You can find Fatuma Warsama on the side of the road somewhere between Qardho and Bandar Bayla in Somalia’s semi-autonomous Puntland region. The 50-year-old pastoralist and her family traveled for miles across this dry, cracked earth in search of pasture for their goats.
“We heard of some signs of rain in this area, so we came here…but the situation is just the same. There is nothing,” Warsama said, pulling the end of her bright orange garment over her head to block the blazing midday sun. She sits outside the makeshift hut that has become her family’s new home.
“We can’t get milk or meat now…we are eating white rice,” she says.
Pastoralists like Warsama depend on their animals to survive. But after three consecutive seasons of poor rainfall in the region, severe drought is decimating their herds. Somalia has already lost nearly a third of its livestock, says the United Nations Food and Agriculture Organization (FAO). The remaining animals grow weaker each day. Humanitarian organizations are now racing to prevent a repeat of the 2011 famine that killed over 260,000 people in the Horn of Africa nation.
“The pastoralists depend on livestock for daily cash, so with the drought you can imagine the income is very low. The prices of animals drop down and the price of food increases. So it impacts directly and indirectly on the livelihood of the households,” says Khalid Saeed, the head of FAO’s livestock sector in Somalia.
Livestock contributes to about 40% of Somalia’s Gross Domestic product. In 2014, the country exported a record 5.3 million animals to mostly Middle Eastern countries, the highest such figure in two decades, according to FAO.
But with drought come fears of disease which prompted Saudi Arabia and other Gulf nations to place a ban on Somali meat imports in December 2016, effectively paralyzing the market.
“Before the drought, the animals were good and we used to sell them. The biggest animal would fetch $100. The lowest we used to get was $50,” Warsama said.
Now, that figure is closer to $30 per animal.
The deteriorating situation means 6.2 million Somalis face acute food insecurity, and more than 2.9 million are at risk of famine, says the UN.

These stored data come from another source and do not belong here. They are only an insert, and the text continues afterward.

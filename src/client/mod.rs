//! Public entry points of the configuration mirror
//!
//! - [`AppClient`] - one application's mirror: reads, lifecycle, change notification
//! - [`ClientBuilder`] - configurable client construction
//! - [`ClientRegistry`] - one shared client per endpoint and application
//!
//! # Basic Usage
//! ```no_run
//! use apollo_mirror::{ClientRegistry, ReadOptions};
//! use apollo_mirror::ClientBuilder;
//!
//! #[tokio::main(flavor = "current_thread")]
//! async fn main() {
//!     let registry = ClientRegistry::new();
//!     let config = ClientBuilder::new("http://localhost:8080", "SampleApp")
//!         .preload_namespaces(["application", "TEST.Namespace"])
//!         .into_config();
//!     let client = registry.get_or_create(config).unwrap();
//!
//!     let mut errors = client.start().await.unwrap();
//!     tokio::spawn(async move {
//!         while let Some(e) = errors.recv().await {
//!             eprintln!("config sync error: {e}");
//!         }
//!     });
//!
//!     let timeout = client.get("timeout", ReadOptions::default().with_default("30s")).await;
//!     println!("timeout = {:?}", timeout);
//!
//!     let mut changes = client.watch_namespace("application", None);
//!     while let Some(event) = changes.recv().await {
//!         for change in event.changes() {
//!             println!("{:?}", change);
//!         }
//!     }
//! }
//! ```

mod app_client;
mod builder;
mod registry;

pub use app_client::*;
pub use builder::*;
pub use registry::*;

In Puntland, Somali veterinarians working with the FAO are canvasing an area so vast that you can go days without seeing human activity. The initial push aims to see 2,250 animals a day for 30 days – giving them immunizations, vitamin boosters and treatment for things like parasites, respiratory diseases and injuries. A second round starting in April aims to bring the total number of animals treated up to 20.5 million, impacting as many as three million families.

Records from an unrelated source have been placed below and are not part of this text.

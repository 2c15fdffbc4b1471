//! Configuration Client Error Hierarchy
//!
//! Defines the error types surfaced by the mirror client, categorized by the
//! layer that produced them: the remote transport, the on-disk backup, client
//! construction and configuration loading.

use std::path::PathBuf;

use config::ConfigError;

#[doc(hidden)]
pub type Result<T> = std::result::Result<T, Error>;

#[derive(Debug, thiserror::Error)]
pub enum Error {
    /// Infrastructure-level failures (remote service, backup storage)
    #[error(transparent)]
    System(#[from] SystemError),

    /// Configuration loading or validation failures
    #[error(transparent)]
    Config(#[from] ConfigError),

    /// Client construction and lifecycle failures
    #[error(transparent)]
    Client(#[from] ClientError),
}

impl Error {
    /// Whether the failure is transient and should go through the backoff policy.
    pub fn is_retryable(&self) -> bool {
        match self {
            Error::System(SystemError::Network(e)) => e.is_retryable(),
            _ => false,
        }
    }

    /// Returns the transport error, if this is one.
    pub fn as_network(&self) -> Option<&NetworkError> {
        match self {
            Error::System(SystemError::Network(e)) => Some(e),
            _ => None,
        }
    }
}

#[derive(Debug, thiserror::Error)]
pub enum SystemError {
    // Remote configuration service
    #[error("Network error: {0}")]
    Network(#[from] NetworkError),

    // Local last-known-good snapshots
    #[error("Backup error: {0}")]
    Backup(#[from] BackupError),
}

/// Failures talking to the remote configuration service.
///
/// `Connect`, `Timeout` and `Server` are transient; everything else needs an
/// operator to fix credentials, routing or the server itself.
#[derive(Debug, Clone, PartialEq, Eq, thiserror::Error)]
pub enum NetworkError {
    /// Remote endpoint unreachable (DNS, refused, reset)
    #[error("Failed to connect to {url}: {reason}")]
    Connect { url: String, reason: String },

    /// Request exceeded its deadline
    #[error("Request to {url} timed out")]
    Timeout { url: String },

    /// Remote returned a 5xx status
    #[error("Server error ({status}) from {url}: {message}")]
    Server { url: String, status: u16, message: String },

    /// Signature or access key rejected
    #[error("Request to {url} was rejected with status {status}, check app id and access key")]
    Auth { url: String, status: u16 },

    /// Response could not be decoded or had an unexpected status
    #[error("Malformed response from {url}: {reason}")]
    MalformedResponse { url: String, reason: String },

    /// Namespace does not exist on the remote service
    #[error("Namespace {0} not found")]
    NamespaceNotFound(String),

    /// Request could not be built (bad endpoint, bad header value)
    #[error("Invalid request: {0}")]
    InvalidRequest(String),
}

impl NetworkError {
    pub fn is_retryable(&self) -> bool {
        matches!(
            self,
            NetworkError::Connect { .. } | NetworkError::Timeout { .. } | NetworkError::Server { .. }
        )
    }
}

#[derive(Debug, thiserror::Error)]
pub enum BackupError {
    /// No usable snapshot exists for the namespace
    #[error("No backup available for namespace {namespace}")]
    Unavailable { namespace: String },

    /// Disk I/O failures while reading or writing a snapshot
    #[error("Backup I/O failed at {path}: {source}")]
    Io {
        path: PathBuf,
        #[source]
        source: std::io::Error,
    },
}

#[derive(Debug, thiserror::Error)]
pub enum ClientError {
    /// Provider name does not map to a supported remote service
    #[error("Unsupported configuration provider: {0}")]
    UnsupportedProvider(String),

    /// Required identity or option missing or invalid
    #[error("Misconfigured client: {0}")]
    Misconfigured(String),

    /// Operation attempted on a client after `stop()`
    #[error("Client {key} has been stopped")]
    Stopped { key: String },
}

// ============== Conversion Implementations ============== //
impl From<NetworkError> for Error {
    fn from(e: NetworkError) -> Self {
        Error::System(SystemError::Network(e))
    }
}

impl From<BackupError> for Error {
    fn from(e: BackupError) -> Self {
        Error::System(SystemError::Backup(e))
    }
}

It seems like a massive undertaking, but the FAO says the cost per animal treated is only $.40. The project reports directly to Somalia’s Ministry of Livestock.
“The Somali people depend on the animals. If there are no animals, there is no life in Somalia,” said Jamila Mohamed Ali, a 20-year-old veterinarian working with the FAO in the Puntland region.

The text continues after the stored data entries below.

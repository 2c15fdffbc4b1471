//! Configuration management for the configuration mirror client.
//!
//! Provides hierarchical configuration loading and validation with:
//! - Default values as code base
//! - Configuration file support (`APOLLO_CONFIG_PATH`)
//! - Environment variable overrides (`APOLLO__` prefix)
//! - Component-wise validation
mod network;
mod retry;
mod watch;
pub use network::*;
pub use retry::*;
pub use watch::*;


use std::collections::HashMap;
use std::env;
use std::fmt::Debug;
use std::path::PathBuf;
use std::str::FromStr;
use std::sync::Arc;

use config::Config;
use config::ConfigError;
use config::Environment;
use config::File;
use serde::Deserialize;
use serde::Serialize;

use crate::constants::DEFAULT_BACKUP_DIR;
use crate::constants::DEFAULT_CLUSTER;
use crate::constants::DEFAULT_NAMESPACE;
use crate::ClientError;
use crate::Error;
use crate::NamespaceFormat;
use crate::RequestSigner;
use crate::Result;

/// Remote configuration services the client knows how to talk to.
///
/// Resolved once when the client is constructed.
#[derive(Debug, Clone, Copy, PartialEq, Eq, Hash, Serialize, Deserialize, Default)]
#[serde(rename_all = "lowercase")]
pub enum RemoteProvider {
    #[default]
    Apollo,
}

impl FromStr for RemoteProvider {
    type Err = Error;

    fn from_str(s: &str) -> Result<Self> {
        match s.trim().to_ascii_lowercase().as_str() {
            "apollo" => Ok(RemoteProvider::Apollo),
            other => Err(ClientError::UnsupportedProvider(other.to_string()).into()),
        }
    }
}

/// Bootstrap configuration of one application client
///
/// Merged from (later sources override earlier):
/// 1. Type defaults
/// 2. Configuration file named by `APOLLO_CONFIG_PATH`
/// 3. Environment variables with the `APOLLO__` prefix
#[derive(Serialize, Deserialize, Clone)]
pub struct ClientConfig {
    /// Remote service flavour
    #[serde(default)]
    pub provider: RemoteProvider,

    /// Base URL of the config service, e.g. `http://localhost:8080`
    #[serde(default)]
    pub endpoint: String,

    /// Application identity registered on the config service
    #[serde(default)]
    pub app_id: String,

    /// Deployment grouping whose values are served
    #[serde(default = "default_cluster")]
    pub cluster: String,

    /// Access key secret used by the built-in request signer
    #[serde(default)]
    pub secret: Option<String>,

    /// Client address reported to the service for gray releases
    #[serde(default)]
    pub client_ip: Option<String>,

    /// Namespaces fetched during `start()` and polled from then on
    #[serde(default = "default_preload_namespaces")]
    pub preload_namespaces: Vec<String>,

    /// Fetch untracked namespaces on first read instead of returning the default
    #[serde(default = "default_true")]
    pub fetch_on_cache_miss: bool,

    /// Serve the on-disk snapshot when the service cannot be reached
    #[serde(default = "default_true")]
    pub fallback_to_backup_on_connect_failure: bool,

    /// Root directory of the last-known-good snapshots
    #[serde(default = "default_backup_dir")]
    pub backup_dir: PathBuf,

    /// Explicit formats for namespaces whose name does not carry a reliable extension
    #[serde(default)]
    pub namespace_formats: HashMap<String, NamespaceFormat>,

    /// Timeouts for the remote service
    #[serde(default)]
    pub network: NetworkConfig,

    /// Backoff applied after transport failures
    #[serde(default)]
    pub retry: BackoffPolicy,

    /// Change notification buffers
    #[serde(default)]
    pub watch: WatchConfig,

    /// Caller-supplied signing hook, takes precedence over `secret`
    #[serde(skip)]
    pub signer: Option<Arc<dyn RequestSigner>>,
}

impl Debug for ClientConfig {
    fn fmt(
        &self,
        f: &mut std::fmt::Formatter<'_>,
    ) -> std::fmt::Result {
        f.debug_struct("ClientConfig")
            .field("provider", &self.provider)
            .field("endpoint", &self.endpoint)
            .field("app_id", &self.app_id)
            .field("cluster", &self.cluster)
            .field("preload_namespaces", &self.preload_namespaces)
            .field("fetch_on_cache_miss", &self.fetch_on_cache_miss)
            .field(
                "fallback_to_backup_on_connect_failure",
                &self.fallback_to_backup_on_connect_failure,
            )
            .field("backup_dir", &self.backup_dir)
            .finish_non_exhaustive()
    }
}

impl Default for ClientConfig {
    fn default() -> Self {
        Self {
            provider: RemoteProvider::default(),
            endpoint: String::new(),
            app_id: String::new(),
            cluster: default_cluster(),
            secret: None,
            client_ip: None,
            preload_namespaces: default_preload_namespaces(),
            fetch_on_cache_miss: true,
            fallback_to_backup_on_connect_failure: true,
            backup_dir: default_backup_dir(),
            namespace_formats: HashMap::new(),
            network: NetworkConfig::default(),
            retry: BackoffPolicy::default(),
            watch: WatchConfig::default(),
            signer: None,
        }
    }
}

impl ClientConfig {
    /// Convenience constructor for the two required identity fields.
    pub fn with_identity(
        endpoint: impl Into<String>,
        app_id: impl Into<String>,
    ) -> Self {
        Self {
            endpoint: endpoint.into(),
            app_id: app_id.into(),
            ..Self::default()
        }
    }

    /// Loads configuration from hierarchical sources without validation.
    ///
    /// # Note
    /// Validation is deferred so callers can apply `with_override_config()`
    /// first; `AppClient` construction validates before use.
    ///
    /// # Examples
    /// ```ignore
    /// std::env::set_var("APOLLO__APP_ID", "SampleApp");
    /// std::env::set_var("APOLLO__ENDPOINT", "http://localhost:8080");
    /// let cfg = ClientConfig::new()?;
    /// cfg.validate()?;
    /// ```
    pub fn new() -> Result<Self> {
        let mut builder = Config::builder().add_source(Config::try_from(&Self::default())?);

        if let Ok(config_path) = env::var("APOLLO_CONFIG_PATH") {
            builder = builder.add_source(File::with_name(&config_path).required(true));
        }

        builder = builder.add_source(env_source());

        let config: Self = builder.build()?.try_deserialize()?;
        Ok(config)
    }

    /// Applies additional configuration overrides from file without validation.
    ///
    /// The current values are the base, the file comes next and the
    /// environment still wins.
    pub fn with_override_config(
        &self,
        path: &str,
    ) -> Result<Self> {
        let mut config: Self = Config::builder()
            .add_source(Config::try_from(self)?)
            .add_source(File::with_name(path))
            .add_source(env_source())
            .build()?
            .try_deserialize()?;
        config.signer = self.signer.clone();
        Ok(config)
    }

    /// Validates identity first, then every subsystem section.
    pub fn validate(&self) -> Result<()> {
        if self.endpoint.trim().is_empty() {
            return Err(ClientError::Misconfigured("endpoint is not set".into()).into());
        }
        if !(self.endpoint.starts_with("http://") || self.endpoint.starts_with("https://")) {
            return Err(ClientError::Misconfigured(format!(
                "endpoint {} must start with http:// or https://",
                self.endpoint
            ))
            .into());
        }
        if self.app_id.trim().is_empty() {
            return Err(ClientError::Misconfigured("app_id is not set".into()).into());
        }
        if self.cluster.trim().is_empty() {
            return Err(ClientError::Misconfigured("cluster must not be empty".into()).into());
        }
        if self.preload_namespaces.iter().any(|ns| ns.trim().is_empty()) {
            return Err(Error::Config(ConfigError::Message(
                "preload_namespaces must not contain empty names".into(),
            )));
        }
        // Names are also backup file names
        if let Some(ns) = self
            .preload_namespaces
            .iter()
            .find(|ns| ns.contains(['/', '\\']) || ns.chars().all(|c| c == '.'))
        {
            return Err(Error::Config(ConfigError::Message(format!(
                "namespace {ns} must not contain path separators or consist of dots only"
            ))));
        }
        if self.backup_dir.as_os_str().is_empty() {
            return Err(Error::Config(ConfigError::Message("backup_dir must not be empty".into())));
        }

        self.network.validate()?;
        self.retry.validate()?;
        self.watch.validate()?;

        Ok(())
    }

    /// Format of `namespace`: explicit override first, then the name's extension.
    pub fn namespace_format(
        &self,
        namespace: &str,
    ) -> NamespaceFormat {
        self.namespace_formats
            .get(namespace)
            .copied()
            .unwrap_or_else(|| NamespaceFormat::infer(namespace))
    }

    /// Registry key: endpoint and application identity, cluster excluded.
    pub fn registry_key(&self) -> String {
        registry_key(&self.endpoint, &self.app_id)
    }
}

pub(crate) fn registry_key(
    endpoint: &str,
    app_id: &str,
) -> String {
    format!("{}/{}", endpoint.trim_end_matches('/'), app_id)
}

fn env_source() -> Environment {
    Environment::with_prefix("APOLLO")
        .separator("__")
        .list_separator(",")
        .with_list_parse_key("preload_namespaces")
        .ignore_empty(true)
        .try_parsing(true)
}

fn default_cluster() -> String {
    DEFAULT_CLUSTER.to_string()
}
fn default_preload_namespaces() -> Vec<String> {
    vec![DEFAULT_NAMESPACE.to_string()]
}
fn default_backup_dir() -> PathBuf {
    PathBuf::from(DEFAULT_BACKUP_DIR)
}
fn default_true() -> bool {
    true
}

The FAO is also sending delivery trucks through the region to deposit cool, clean water into hand-dug pools. They are supposed to deliver separate water for the animals and humans, FAO says, but the dire circumstances mean pastoralists are sharing the water with their livestock, risking disease and infection.
Some pastoralists have lost so many animals that they are migrating to informal camps near urban areas in search of food and water. More than 187,000 people were displaced during a three week period in March alone, the United Nations High Commissioner for Refugees (UNHCR) reports. In all, the drought has displaced nearly half a million people in Somalia.
Hawa Mahmoud has been living with her husband and three children outside the town of Qardho since November in a shelter made from sticks and mud.
“We left half of our possessions behind. We didn’t have a car to transport us so we made three trips by camel,” Mahmoud said.
Mahmoud’s fourth child is due any day now, but there is no hospital in this camp or in others around the country. That is already having worrying consequences. Nearly 16,000 people have contracted cholera in Somalia this year, and the disease has killed more than 365 people, the U.N. reports.
Towns are struggling to meet the needs of thousands of hungry new arrivals. Decades of conflict and chaos have left the Somali government with few resources and limited reach.
“There are a lot of problems here. [The displaced] don’t have any livelihoods. They’ve become a burden to the town,” said the mayor of Quardo, Abdi Said Osman.
Business owners in Quardo have been been extending credit to people living in the nearby camps, but no one knows how long that generosity can last. Mahmoud’s husband, Abdinoor Abdillah Hassan, has been able to scrape together some income with odd jobs.
“I do manual labor. I use my strength to make money. We have nothing else,” he said.